(EXCERPTED RECORDS):
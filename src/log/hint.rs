//! Hint files
//!
//! A hint file is a value-free projection of its data file: one record per
//! log record, carrying the record's offset so recovery can rebuild the
//! KeyDir without reading values.
//!
//! Parsing is incremental: [`HintParser`] accepts arbitrarily sized chunks
//! and produces identical output whether fed one byte or the whole file.

use std::fs::File;
use std::io::{ErrorKind, Read};
use std::path::Path;

use bytes::{Buf, BufMut, Bytes, BytesMut};

use crate::error::{CaskError, Result};
use crate::keydir::KeyDirEntry;

use super::record::RecordHeader;
use super::{FileId, LogRecord, CRC_SIZE, HEADER_SIZE, HINT_HEADER_SIZE, MAX_TOTAL_SIZE};

/// A single record in a hint file
#[derive(Debug, Clone, PartialEq)]
pub struct HintRecord {
    pub timestamp: f64,
    pub key: Vec<u8>,
    /// TotalSize of the data record, flag stripped
    pub total_size: u32,
    pub tombstone: bool,
    /// Offset of the data record start in its data file
    pub position: u64,
}

impl HintRecord {
    /// Hint for `record` written at `position` of its data file
    pub fn for_record(record: &LogRecord, position: u64) -> Self {
        Self {
            timestamp: record.timestamp,
            key: record.key.clone(),
            total_size: record.total_size() as u32,
            tombstone: record.is_tombstone(),
            position,
        }
    }

    pub fn encoded_len(&self) -> usize {
        HINT_HEADER_SIZE + self.key.len() + CRC_SIZE
    }

    /// Encode to the on-disk layout
    pub fn encode(&self) -> Result<Bytes> {
        if self.key.len() > u16::MAX as usize || self.total_size > MAX_TOTAL_SIZE {
            return Err(CaskError::RecordTooLarge {
                key_len: self.key.len(),
                total_len: self.total_size as u64,
            });
        }

        let header = RecordHeader {
            timestamp: self.timestamp,
            key_size: self.key.len(),
            total_size: self.total_size as usize,
            tombstone: self.tombstone,
        };

        let mut buf = BytesMut::with_capacity(self.encoded_len());
        buf.put_f64(header.timestamp);
        buf.put_u16(header.key_size as u16);
        buf.put_u32(header.raw_total_size());
        buf.put_f64(self.position as f64);
        buf.put_slice(&self.key);

        let crc = crc32fast::hash(&buf);
        buf.put_u32(crc);

        Ok(buf.freeze())
    }
}

/// A KeyDir entry reconstructed from a hint or data file
#[derive(Debug, Clone, PartialEq)]
pub struct HintEntry {
    pub key: Vec<u8>,
    pub entry: KeyDirEntry,
}

/// Where the parser is within the current hint record
#[derive(Debug, Clone, Copy, PartialEq, Eq)]
pub enum ParseState {
    /// Waiting for a full fixed-size header
    FindingHeader,
    /// Header parsed, waiting for the key bytes
    HeaderFound,
    /// Key parsed, waiting for the trailing CRC
    KeyFound,
}

#[derive(Debug, Clone, Copy)]
struct PendingHeader {
    record: RecordHeader,
    position: u64,
}

/// Streaming hint file parser
pub struct HintParser {
    file_id: FileId,
    state: ParseState,
    buffer: BytesMut,
    header: Option<PendingHeader>,
    pending: Option<HintEntry>,
    hasher: crc32fast::Hasher,
    entries_parsed: u64,
}

impl HintParser {
    /// Parser for the hint file paired with data file `file_id`
    pub fn new(file_id: FileId) -> Self {
        Self {
            file_id,
            state: ParseState::FindingHeader,
            buffer: BytesMut::new(),
            header: None,
            pending: None,
            hasher: crc32fast::Hasher::new(),
            entries_parsed: 0,
        }
    }

    pub fn state(&self) -> ParseState {
        self.state
    }

    /// Bytes received but not yet consumed by a transition
    pub fn buffered(&self) -> usize {
        self.buffer.len()
    }

    pub fn entries_parsed(&self) -> u64 {
        self.entries_parsed
    }

    /// Feed the next chunk, appending every completed entry to `out`
    pub fn feed(&mut self, chunk: &[u8], out: &mut Vec<HintEntry>) -> Result<()> {
        self.buffer.extend_from_slice(chunk);

        loop {
            match self.state {
                ParseState::FindingHeader => {
                    if self.buffer.len() < HINT_HEADER_SIZE {
                        return Ok(());
                    }
                    let header = self.buffer.split_to(HINT_HEADER_SIZE);
                    self.hasher = crc32fast::Hasher::new();
                    self.hasher.update(&header);

                    let record = RecordHeader::parse(&header)
                        .map_err(|e| self.corrupt(format!("bad header: {}", e)))?;
                    let position = (&header[HEADER_SIZE..]).get_f64();
                    if !(position.is_finite() && position >= 0.0 && position.fract() == 0.0) {
                        return Err(self.corrupt(format!("bad position {}", position)));
                    }

                    self.header = Some(PendingHeader {
                        record,
                        position: position as u64,
                    });
                    self.state = ParseState::HeaderFound;
                }
                ParseState::HeaderFound => {
                    let header = match self.header {
                        Some(header) => header,
                        None => return Err(self.corrupt("missing header".to_string())),
                    };
                    if self.buffer.len() < header.record.key_size {
                        return Ok(());
                    }
                    let key = self.buffer.split_to(header.record.key_size);
                    self.hasher.update(&key);

                    let entry = KeyDirEntry {
                        file_id: self.file_id,
                        value_size: header.record.value_size() as u32,
                        value_position: header.position
                            + (HEADER_SIZE + header.record.key_size) as u64,
                        timestamp: header.record.timestamp,
                        tombstone: header.record.tombstone,
                    };
                    self.pending = Some(HintEntry {
                        key: key.to_vec(),
                        entry,
                    });
                    self.header = None;
                    self.state = ParseState::KeyFound;
                }
                ParseState::KeyFound => {
                    if self.buffer.len() < CRC_SIZE {
                        return Ok(());
                    }
                    let stored_crc = self.buffer.split_to(CRC_SIZE).get_u32();
                    let hasher = std::mem::replace(&mut self.hasher, crc32fast::Hasher::new());
                    let computed_crc = hasher.finalize();
                    if stored_crc != computed_crc {
                        return Err(self.corrupt(format!(
                            "CRC mismatch after {} entries",
                            self.entries_parsed
                        )));
                    }

                    if let Some(entry) = self.pending.take() {
                        out.push(entry);
                        self.entries_parsed += 1;
                    }
                    self.state = ParseState::FindingHeader;
                }
            }
        }
    }

    /// Signal end of input; leftover bytes mean the file was truncated
    pub fn finish(self) -> Result<()> {
        if self.state != ParseState::FindingHeader || !self.buffer.is_empty() {
            return Err(CaskError::CorruptHintFile {
                file_id: self.file_id,
                reason: format!(
                    "truncated in state {:?} with {} buffered bytes",
                    self.state,
                    self.buffer.len()
                ),
            });
        }
        Ok(())
    }

    /// Parse a complete hint stream, reading `chunk_size` bytes at a time
    pub fn parse_reader<R: Read>(
        file_id: FileId,
        mut reader: R,
        chunk_size: usize,
    ) -> Result<Vec<HintEntry>> {
        let mut parser = HintParser::new(file_id);
        let mut entries = Vec::new();
        let mut chunk = vec![0u8; chunk_size.max(1)];

        loop {
            let n = match reader.read(&mut chunk) {
                Ok(0) => break,
                Ok(n) => n,
                Err(e) if e.kind() == ErrorKind::Interrupted => continue,
                Err(e) => return Err(e.into()),
            };
            parser.feed(&chunk[..n], &mut entries)?;
        }

        parser.finish()?;
        Ok(entries)
    }

    /// Parse the hint file at `path`
    pub fn parse_file(file_id: FileId, path: &Path, chunk_size: usize) -> Result<Vec<HintEntry>> {
        let file = File::open(path)?;
        Self::parse_reader(file_id, file, chunk_size)
    }

    fn corrupt(&self, reason: String) -> CaskError {
        CaskError::CorruptHintFile {
            file_id: self.file_id,
            reason,
        }
    }
}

(EXERCISE): Print each line, starting with the one that contains "let file = File::open(path)?;" and ending with the last line of the data, exactly as it stands and with no other lines.

(SOLUTION TO THIS TASK):
        let file = File::open(path)?;
        Self::parse_reader(file_id, file, chunk_size)
    }

    fn corrupt(&self, reason: String) -> CaskError {
        CaskError::CorruptHintFile {
            file_id: self.file_id,
            reason,
        }
    }
}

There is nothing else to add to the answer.